Visas Schengen : L’UE envisage d’étendre les entrées multiples à plus de cinq ans pour certaines catégories de personnes

La Commission européenne s’apprête à réviser la politique des visas en adoptant une approche plus souple, en étudiant la possibilité d’accorder des visas Schengen à entrées multiples d’une durée de validité supérieure à cinq ans aux voyageurs considérés comme fiables, tels que les professionnels, les chercheurs, les chefs d’entreprise et les touristes réguliers. Cette mesure vise à renforcer l’attrait économique de l’Europe tout en maintenant des contrôles de sécurité stricts à l’entrée de l’espace Schengen.
Dans le cadre de la nouvelle stratégie européenne en matière de politique des visas présentée à la fin du mois de janvier, le document détaille une proposition visant principalement les hommes et femmes d’affaires voyageant régulièrement, les touristes réguliers présentant un faible risque en matière d’immigration, ainsi que les segments de talents internationaux dont l’activité est liée à la création d’une valeur ajoutée pour l’économie européenne. Le concept est censé faciliter l’accès à l’Europe et réduire les charges procédurales pour les voyageurs fréquents, sans affaiblir les normes de vérification et de contrôle.

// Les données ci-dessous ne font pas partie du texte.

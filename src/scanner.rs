//! Module `scanner` implements a one-pass lexer for Lox source text.
//!
//! It transforms a byte slice into a sequence of [`Token`]s, skipping
//! whitespace and `//` comments, and emitting exactly one `EOF` token at
//! the end.  The scanner is an iterator over `Result<Token, LoxError>`:
//! lexical errors (unexpected character, unterminated string) surface as
//! `Err` items and scanning continues, so one pass can report every
//! lexical problem in a source file.
//!
//! Lexing needs one byte of explicit lookahead (`peek`) plus one-byte
//! conditional consumption (`match_byte`) for the two-character operators
//! `!=`, `==`, `<=`, `>=`.  Keyword recognition is maximal munch: the
//! whole identifier is consumed first, then looked up in a compile-time
//! perfect-hash table.

use std::iter::FusedIterator;

use log::{debug, info};
use memchr::memchr;
use phf::phf_map;

use crate::error::{LoxError, Result};
use crate::token::{Token, TokenType};

// ─────────────────────────────────────────────────────────────────────────────
// Static keyword map (compile-time perfect hash)
// ─────────────────────────────────────────────────────────────────────────────

static KEYWORDS: phf::Map<&'static [u8], TokenType> = phf_map! {
    b"and"    => TokenType::AND,
    b"class"  => TokenType::CLASS,
    b"else"   => TokenType::ELSE,
    b"false"  => TokenType::FALSE,
    b"fun"    => TokenType::FUN,
    b"for"    => TokenType::FOR,
    b"if"     => TokenType::IF,
    b"nil"    => TokenType::NIL,
    b"or"     => TokenType::OR,
    b"print"  => TokenType::PRINT,
    b"return" => TokenType::RETURN,
    b"super"  => TokenType::SUPER,
    b"this"   => TokenType::THIS,
    b"true"   => TokenType::TRUE,
    b"var"    => TokenType::VAR,
    b"while"  => TokenType::WHILE,
};

/// A single-pass **scanner / lexer** converting raw source bytes into
/// owned [`Token`]s.
pub struct Scanner<'a> {
    src: &'a [u8],              // entire source buffer
    start: usize,               // index of the *first* byte of the current lexeme
    curr: usize,                // index *one past* the last byte examined
    line: usize,                // 1-based line counter (\n increments)
    pending: Option<TokenType>, // recognised token kind waiting to be emitted
}

impl<'a> Scanner<'a> {
    /// Create a new lexer over `src`.
    #[inline]
    pub fn new(src: &'a [u8]) -> Self {
        info!("Scanner created over {} bytes", src.len());

        Self {
            src,
            start: 0,
            curr: 0,
            line: 1,
            pending: None,
        }
    }

    // ───────────────────────────── primitive helpers ────────────────────────

    #[inline(always)]
    const fn len(&self) -> usize {
        self.src.len()
    }

    #[inline(always)]
    fn is_at_end(&self) -> bool {
        self.curr >= self.len()
    }

    /// Advance one byte and return it.  Callers guard with [`is_at_end`].
    #[inline(always)]
    fn advance(&mut self) -> u8 {
        let b = self.src[self.curr];
        self.curr += 1;
        b
    }

    /// Peek at the current byte without consuming it.  Returns `0` past
    /// EOF to avoid branching at call-site.
    #[inline(always)]
    fn peek(&self) -> u8 {
        if self.is_at_end() {
            0
        } else {
            self.src[self.curr]
        }
    }

    /// Peek one byte beyond [`peek`].  Safe at EOF.
    #[inline(always)]
    fn peek_next(&self) -> u8 {
        if self.curr + 1 >= self.len() {
            0
        } else {
            self.src[self.curr + 1]
        }
    }

    /// Conditionally consume a byte **iff** it matches `expected`.
    #[inline(always)]
    fn match_byte(&mut self, expected: u8) -> bool {
        if !self.is_at_end() && self.peek() == expected {
            self.advance();
            true
        } else {
            false
        }
    }

    /// Owned copy of the bytes between `start` and `curr`.
    fn lexeme(&self, from: usize, to: usize) -> String {
        String::from_utf8_lossy(&self.src[from..to]).into_owned()
    }

    // ───────────────────────────── core lexing ─────────────────────────────

    /// Scan a *single* token starting at `self.curr`.  A recognised lexeme
    /// lands in `self.pending`; whitespace and comments leave it `None`.
    fn scan_token(&mut self) -> Result<()> {
        let b = self.advance();

        match b {
            // ── single-character punctuators ──────────────────────────────
            b'(' => self.pending = Some(TokenType::LEFT_PAREN),
            b')' => self.pending = Some(TokenType::RIGHT_PAREN),
            b'{' => self.pending = Some(TokenType::LEFT_BRACE),
            b'}' => self.pending = Some(TokenType::RIGHT_BRACE),
            b',' => self.pending = Some(TokenType::COMMA),
            b'.' => self.pending = Some(TokenType::DOT),
            b'-' => self.pending = Some(TokenType::MINUS),
            b'+' => self.pending = Some(TokenType::PLUS),
            b';' => self.pending = Some(TokenType::SEMICOLON),
            b'*' => self.pending = Some(TokenType::STAR),

            // ── two-character operators (!=, ==, <=, >=) ─────────────────
            b'!' => {
                let tt = if self.match_byte(b'=') {
                    TokenType::BANG_EQUAL
                } else {
                    TokenType::BANG
                };

                self.pending = Some(tt);
            }

            b'=' => {
                let tt = if self.match_byte(b'=') {
                    TokenType::EQUAL_EQUAL
                } else {
                    TokenType::EQUAL
                };

                self.pending = Some(tt);
            }

            b'<' => {
                let tt = if self.match_byte(b'=') {
                    TokenType::LESS_EQUAL
                } else {
                    TokenType::LESS
                };

                self.pending = Some(tt);
            }

            b'>' => {
                let tt = if self.match_byte(b'=') {
                    TokenType::GREATER_EQUAL
                } else {
                    TokenType::GREATER
                };

                self.pending = Some(tt);
            }

            // ── whitespace / newline ─────────────────────────────────────
            b' ' | b'\r' | b'\t' => {
                return Ok(());
            }

            b'\n' => {
                self.line += 1; // track for diagnostics

                return Ok(());
            }

            // ── comments (// … until newline) ────────────────────────────
            b'/' => {
                if self.match_byte(b'/') {
                    // Fast-forward to the next newline with `memchr`; the
                    // newline itself is left for the main loop so the line
                    // counter stays right.
                    if let Some(pos) = memchr(b'\n', &self.src[self.curr..]) {
                        self.curr += pos;
                    } else {
                        self.curr = self.len();
                    }

                    return Ok(());
                }

                self.pending = Some(TokenType::SLASH);
            }

            // ── string literal " … " ─────────────────────────────────────
            b'"' => {
                return self.scan_string();
            }

            // ── number literal (digit-leading) ───────────────────────────
            b'0'..=b'9' => {
                self.scan_number();
            }

            // ── identifiers / keywords (alpha or underscore-leading) ─────
            b'a'..=b'z' | b'A'..=b'Z' | b'_' => {
                self.scan_identifier();
            }

            // ── unexpected character ─────────────────────────────────────
            _ => {
                return Err(LoxError::lex(
                    self.line,
                    format!("Unexpected character: {}", b as char),
                ));
            }
        }

        Ok(())
    }

    /// Scan a double-quoted string literal.  Strings may span lines; each
    /// embedded newline bumps the line counter.  `self.start` still points
    /// at the opening quote; on return `self.curr` is past the closing one.
    fn scan_string(&mut self) -> Result<()> {
        while !self.is_at_end() && self.peek() != b'"' {
            if self.advance() == b'\n' {
                self.line += 1;
            }
        }

        if self.is_at_end() {
            return Err(LoxError::lex(self.line, "Unterminated string."));
        }

        self.advance(); // consume closing quote

        // Literal value excludes the surrounding quotes.
        let value = self.lexeme(self.start + 1, self.curr - 1);

        self.pending = Some(TokenType::STRING(value));

        Ok(())
    }

    /// Scan a numeric literal (`123`, `3.14`).  A fractional part needs a
    /// digit after the dot; a trailing bare dot is a separate DOT token.
    fn scan_number(&mut self) {
        while self.peek().is_ascii_digit() {
            self.advance();
        }

        if self.peek() == b'.' && self.peek_next().is_ascii_digit() {
            self.advance(); // consume "."

            while self.peek().is_ascii_digit() {
                self.advance();
            }
        }

        let text = self.lexeme(self.start, self.curr);
        let n: f64 = text.parse().unwrap_or(0.0); // digits only, cannot fail

        self.pending = Some(TokenType::NUMBER(n));
    }

    /// Scan an identifier, then decide whether it is a **keyword**.
    fn scan_identifier(&mut self) {
        while {
            let c: u8 = self.peek();
            c.is_ascii_alphanumeric() || c == b'_'
        } {
            self.advance();
        }

        let slice: &[u8] = &self.src[self.start..self.curr];

        let tt: TokenType = KEYWORDS.get(slice).cloned().unwrap_or(TokenType::IDENTIFIER);

        self.pending = Some(tt);
    }
}

// ───────────────────────── Iterator implementation ─────────────────────────

impl<'a> Iterator for Scanner<'a> {
    type Item = Result<Token>;

    fn next(&mut self) -> Option<Self::Item> {
        // Loop until we either emit a token, hit EOF, or see an error.
        while self.curr <= self.len() {
            // EOF guard: emit exactly one EOF token, then terminate.
            if self.curr == self.len() {
                self.curr += 1; // ensure fused semantics
                return Some(Ok(Token::new(TokenType::EOF, "", self.line)));
            }

            self.start = self.curr;
            self.pending = None;

            if let Err(e) = self.scan_token() {
                return Some(Err(e));
            }

            if let Some(tt) = self.pending.take() {
                let lexeme = self.lexeme(self.start, self.curr);

                debug!("scanned {:?} on line {}", tt, self.line);

                return Some(Ok(Token::new(tt, lexeme, self.line)));
            }
            // Otherwise it was whitespace / comment → continue loop.
        }

        None // already yielded EOF
    }
}

impl<'a> FusedIterator for Scanner<'a> {}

Cette idée s’inscrit dans le cadre d’un réexamen plus large à l’échelle de l’UE visant à adapter la politique des visas aux changements économiques, technologiques et géopolitiques actuels. Bruxelles s’attache à renforcer la capacité du continent à être compétitif au niveau mondial dans les domaines de l’investissement, de l’innovation et de l’attraction des compétences, tout en maintenant un niveau élevé de protection des frontières extérieures et en assurant un équilibre entre une ouverture mesurée et les exigences en matière de sécurité.
La stratégie explique que faciliter la circulation des professionnels, des entrepreneurs, des chercheurs, des étudiants internationaux et des artistes peut avoir un impact direct sur la compétitivité de l’Europe. Les visas à entrées multiples de longue durée peuvent contribuer à réduire les procédures administratives pour les voyageurs fréquents et favoriser les échanges commerciaux, scientifiques et culturels en réduisant la fréquence des rendez-vous et des demandes multiples dans les consulats.
Dans le même ordre d’idées, les autorités européennes envisagent de numériser entièrement la procédure de délivrance des visas en permettant le dépôt électronique des demandes et en passant progressivement des vignettes traditionnelles à des visas numériques sécurisés. Cette modernisation est censée simplifier l’expérience des demandeurs, tout en améliorant la qualité de la surveillance et en renforçant l’efficacité des audits.
Malgré cette tendance à l’ouverture, la stratégie souligne que la sécurité de l’espace Schengen reste une priorité qui ne peut être compromise. Selon l’approche européenne, la politique des visas reste un outil central pour freiner l’immigration irrégulière, lutter contre la criminalité organisée et réduire les risques pour la sécurité dans l’espace Schengen, d’une manière qui préserve la fluidité sans ouvrir de brèches dans le système de protection.
Par conséquent, la Commission s’apprête à renforcer la surveillance des pays exemptés de visa et à envisager des mesures restrictives spécifiques et contextualisées en cas de tensions politiques ou sécuritaires. Le document souligne également l’importance de développer la coopération avec les pays partenaires sur les questions de migration, tant en termes d’échange d’informations que d’amélioration des mécanismes de réadmission et de gestion des flux.
Acquisition de talents et innovation
Les étudiants, les chercheurs, les travailleurs hautement qualifiés, les entrepreneurs innovants et les spécialistes du numérique figurent parmi les groupes prioritaires de la stratégie européenne. Dans ce contexte, Bruxelles vise à simplifier les procédures de visa de long séjour et à améliorer la coordination consulaire entre les États membres, ce qui pourrait contribuer à réduire les délais de traitement des demandes et à accroître le niveau de cohérence des décisions.
Dans le même ordre d’idées, le rôle de l’Agence européenne de garde-frontières et de garde-côtes (Frontex) pourrait évoluer pour lui permettre d’apporter un soutien accru aux États membres dans la gestion opérationnelle des demandes de visa, en améliorant les capacités de traitement et de suivi et en répondant à la volonté de l’Union de moderniser son système consulaire sans abandonner les exigences en matière de contrôle.